Stored items

◇ ◇ ◇ ◇

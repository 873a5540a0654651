// SPDX-License-Identifier: Apache-2.0
// Copyright (c) 2025 Polyframe Inc.

//! Backplate
//!
//! Deterministic back-plate edits for printable case shells: closing the
//! battery-cover opening with a planar infill, and pressing an annular
//! MagSafe recess into the back plate. Both edits are followed by mesh
//! repair so the output stays printable.

pub mod cli;
pub mod config;
pub mod error;
pub mod geometry;
pub mod io;
pub mod measure;
pub mod modify;
pub mod render;
pub mod repair;

pub use error::{ModifyError, Result};
pub use geometry::{BoundaryRegion, Footprint, Mesh, Primitive, Triangle, Vertex};
pub use io::{export_stl, import_stl, mesh_digest};
pub use measure::{FixedDefaults, HistogramMeasurer, RingMeasurer};
pub use modify::{
    add_annular_recess, apply_modifications, fill_planar_gap, Modifications, RingSpec,
};
pub use repair::{fix_normals, repair, repair_with_normals, RepairPipeline, RepairSummary};

#[cfg(test)]
mod tests {
    use super::*;

    #[test]
    fn test_no_modifications_accepts_any_mesh() {
        let slab = Primitive::slab(60.0, 60.0, 4.0, 4.0).to_mesh();
        let result = apply_modifications(slab, Modifications::default(), None);
        assert!(result.is_ok());
    }
}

◇ ◇ ◇ ◇

### Task brief:
Every line containing the string "printable" is required; copy each such line from the data.

### Response:
//! Deterministic back-plate edits for printable case shells: closing the
//! repair so the output stays printable.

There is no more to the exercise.